Protruding atherosclerotic lesions in the thoracic aorta, often with superimposed mobile thrombi, are an important cause of embolic disease. Transesophageal echocardiography should be considered in the work-up of patients who have unexplained embolic events.

摘要

目的

回顾胸主动脉粥样硬化在诊断、临床流行病学、病理学及治疗方面的最新进展,尤其是作为栓子来源的胸主动脉粥样硬化。

资料来源

医学文献数据库检索、已发表论文的参考文献以及与该领域专家的咨询。

研究选择

选取关于胸主动脉粥样硬化的英文出版物。

资料综合

在过去6年中,经食管超声心动图的使用日益增多,结果显示胸主动脉粥样硬化斑块是包括中风、短暂性脑缺血发作和周围性栓子等不明原因栓塞事件的来源。
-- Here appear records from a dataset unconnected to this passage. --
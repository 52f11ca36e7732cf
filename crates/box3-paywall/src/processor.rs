use box3_core::{
    decision::{AccessDecision, ErrorReason, PaymentReceipt},
    facilitator::{
        Facilitator, PaymentRequest, SettleResult, SettleSuccess, VerifyResult, VerifyValid,
    },
    proof::{PAYMENT_TRANSACTION_HEADER, PaymentProof},
};
use http::{HeaderValue, Request, Response};

use crate::{
    consumed::Reservation,
    errors::ErrorResponse,
    paywall::{PayWall, ProtectedRoute},
};

/// The state of a payment processed by the paywall when accessing the resource handler.
#[derive(Debug, Clone)]
pub struct PaymentState {
    /// Path of the protected route.
    pub route: String,
    /// Verification result, if verification was performed.
    pub verified: Option<VerifyValid>,
    /// Settlement result, if settlement was performed.
    pub settled: Option<SettleSuccess>,
}

impl PaymentState {
    pub fn payer(&self) -> Option<&str> {
        self.settled
            .as_ref()
            .map(|s| s.payer.as_str())
            .or_else(|| self.verified.as_ref().map(|v| v.payer.as_str()))
    }

    pub fn transaction(&self) -> Option<&str> {
        self.settled.as_ref().map(|s| s.transaction.as_str())
    }

    /// The granted decision, once settled.
    pub fn decision(&self) -> Option<AccessDecision> {
        self.settled
            .clone()
            .map(|settled| AccessDecision::Granted(PaymentReceipt::from(settled)))
    }
}

/// Classify a facilitator's verify rejection.
pub fn verify_decision(invalid_reason: &str) -> AccessDecision {
    match ErrorReason::from_verify_reason(invalid_reason) {
        ErrorReason::InsufficientFunds => AccessDecision::InsufficientFunds,
        ErrorReason::Expired => AccessDecision::Expired,
        _ => AccessDecision::InvalidProof,
    }
}

/// Payment processing state before running the resource handler.
pub struct RequestProcessor<'pw, F: Facilitator, Req> {
    pub paywall: &'pw PayWall<F>,
    pub request: Request<Req>,
    pub route: &'pw ProtectedRoute,
    pub proof: PaymentProof,
    pub reservation: Option<Reservation>,
    pub payment_state: PaymentState,
}

impl<'pw, F: Facilitator, Req> RequestProcessor<'pw, F, Req> {
    fn payment_request(&self) -> PaymentRequest {
        PaymentRequest {
            payment_proof: self.proof.clone(),
            payment_challenge: self.route.challenge.clone(),
        }
    }

    /// Verify the payment with the facilitator.
    ///
    /// `self.payment_state.verified` will be populated on success.
    pub async fn verify(mut self) -> Result<Self, ErrorResponse> {
        let response = self
            .paywall
            .facilitator
            .verify(self.payment_request())
            .await
            .map_err(|err| {
                self.paywall
                    .server_error(format!("Failed to verify payment: {err}"))
            })?;

        let valid = match response {
            VerifyResult::Valid(v) => v,
            VerifyResult::Invalid(iv) => {
                #[cfg(feature = "tracing")]
                tracing::info!(
                    route = %self.route.path,
                    reason = %iv.invalid_reason,
                    "Payment verification failed"
                );

                let decision = verify_decision(&iv.invalid_reason);
                return Err(self.paywall.denied(self.route, decision, iv.invalid_reason));
            }
        };

        #[cfg(feature = "tracing")]
        tracing::debug!("Payment verified: payer='{}'", valid.payer);

        self.payment_state.verified = Some(valid);

        Ok(self)
    }

    /// Settle the payment with the facilitator.
    ///
    /// `self.payment_state.settled` will be populated on success and the proof
    /// marked consumed.
    pub async fn settle(mut self) -> Result<Self, ErrorResponse> {
        let settled = settle(
            self.paywall,
            self.route,
            self.payment_request(),
            &mut self.reservation,
        )
        .await?;
        self.payment_state.settled = Some(settled);
        Ok(self)
    }

    /// Run the resource handler with the payment state attached to the request extensions.
    ///
    /// After running the handler, returns a [`ResponseProcessor`] for further processing.
    pub async fn run_handler<Fun, Fut, Res>(
        mut self,
        handler: Fun,
    ) -> Result<ResponseProcessor<'pw, F, Res>, ErrorResponse>
    where
        Fun: FnOnce(Request<Req>) -> Fut,
        Fut: Future<Output = Response<Res>>,
    {
        self.request
            .extensions_mut()
            .insert(self.payment_state.clone());

        let response = handler(self.request).await;
        Ok(ResponseProcessor {
            paywall: self.paywall,
            response,
            route: self.route,
            proof: self.proof,
            reservation: self.reservation,
            payment_state: self.payment_state,
        })
    }
}

/// Payment processing state after running the resource handler.
pub struct ResponseProcessor<'pw, F: Facilitator, Res> {
    pub paywall: &'pw PayWall<F>,
    pub response: Response<Res>,
    pub route: &'pw ProtectedRoute,
    pub proof: PaymentProof,
    pub reservation: Option<Reservation>,
    pub payment_state: PaymentState,
}

impl<'pw, F: Facilitator, Res> ResponseProcessor<'pw, F, Res> {
    /// Settle the payment with the facilitator after running the resource handler.
    ///
    /// After settlement, `self.payment_state.settled` will be populated on success.
    pub async fn settle(mut self) -> Result<Self, ErrorResponse> {
        if self.payment_state.settled.is_some() {
            return Ok(self);
        }

        let request = PaymentRequest {
            payment_proof: self.proof.clone(),
            payment_challenge: self.route.challenge.clone(),
        };
        let settled = settle(self.paywall, self.route, request, &mut self.reservation).await?;
        self.payment_state.settled = Some(settled);
        Ok(self)
    }

    /// Conditionally settle the payment based on the provided prediction function.
    pub async fn settle_on(
        self,
        predicate: impl Fn(&Response<Res>) -> bool,
    ) -> Result<Self, ErrorResponse> {
        if predicate(&self.response) {
            self.settle().await
        } else {
            Ok(self)
        }
    }

    /// Settle the payment if the response status is a success (2xx).
    pub async fn settle_on_success(self) -> Result<Self, ErrorResponse> {
        self.settle_on(|resp| resp.status().is_success()).await
    }

    /// Generate the final response, including the `x-payment-transaction` header if settled.
    ///
    /// An unsettled proof is released here and may be presented again.
    pub fn response(self) -> Response<Res> {
        let mut response = self.response;

        if let Some(settled) = &self.payment_state.settled {
            match HeaderValue::from_str(&settled.transaction) {
                Ok(value) => {
                    response
                        .headers_mut()
                        .insert(PAYMENT_TRANSACTION_HEADER, value);
                }
                Err(_err) => {
                    #[cfg(feature = "tracing")]
                    tracing::warn!(
                        "Failed to encode {PAYMENT_TRANSACTION_HEADER} header: {_err}; skipping"
                    );
                }
            }
        }

        response
    }
}

async fn settle<F: Facilitator>(
    paywall: &PayWall<F>,
    route: &ProtectedRoute,
    request: PaymentRequest,
    reservation: &mut Option<Reservation>,
) -> Result<SettleSuccess, ErrorResponse> {
    let settlement = paywall
        .facilitator
        .settle(request)
        .await
        .map_err(|err| paywall.server_error(format!("Failed to settle payment: {err}")))?;

    let settled = match settlement {
        SettleResult::Success(s) => s,
        SettleResult::Failed(f) => {
            let error = ErrorReason::from_settle_reason(&f.error_reason);
            return Err(paywall.payment_failed(route, error, f.error_reason));
        }
    };

    if let Some(reservation) = reservation.take() {
        reservation.commit();
    }

    #[cfg(feature = "tracing")]
    tracing::info!(
        route = %route.path,
        payer = %settled.payer,
        transaction = %settled.transaction,
        network = %settled.network,
        "Payment settled"
    );

    Ok(settled)
}

#[cfg(test)]
mod tests {
    use super::*;

    #[test]
    fn test_verify_reasons_map_to_decisions() {
        assert_eq!(verify_decision("insufficient_funds"), AccessDecision::InsufficientFunds);
        assert_eq!(verify_decision("authorization_expired"), AccessDecision::Expired);
        assert_eq!(verify_decision("invalid_signature"), AccessDecision::InvalidProof);
    }

    #[test]
    fn test_payment_state_accessors() {
        let mut state = PaymentState {
            route: "/api/unlock-box".to_string(),
            verified: Some(VerifyValid {
                payer: "0xpayer".to_string(),
            }),
            settled: None,
        };
        assert_eq!(state.payer(), Some("0xpayer"));
        assert_eq!(state.transaction(), None);
        assert_eq!(state.decision(), None);

        state.settled = Some(SettleSuccess {
            payer: "0xpayer".to_string(),
            transaction: "0xtx".to_string(),
            network: "base-sepolia".to_string(),
        });
        assert_eq!(state.transaction(), Some("0xtx"));
        assert!(state.decision().is_some_and(|d| d.is_granted()));
    }
}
回顾性研究证实较大病变(4毫米至5毫米)与既往栓塞性疾病之间存在强烈的独立关联,前瞻性研究表明有这些病变的患者未来发生事件的风险很高(一项研究中中风风险为12%;另一项研究中,在仅14个月的随访期内,脑或周围事件的风险为33%)。这些病变在导管插入术、主动脉内球囊泵置入术及心脏手术中主动脉插管操作时也会带来严重的栓塞风险。病理检查显示为动脉粥样硬化斑块,常伴有血栓形成,这解释了经食管超声心动图上所见的可移动成分。对于胸主动脉有动脉粥样硬化病变患者的治疗尚未进行前瞻性确定。然而,抗凝治疗可能有助于预防栓子形成,就如同对其他部位有血栓的患者,如左心房和左心室患者一样。

结论

胸主动脉突出的动脉粥样硬化病变,常伴有可移动血栓,是栓塞性疾病的重要原因。对于有不明原因栓塞事件的患者,在检查过程中应考虑行经食管超声心动图检查。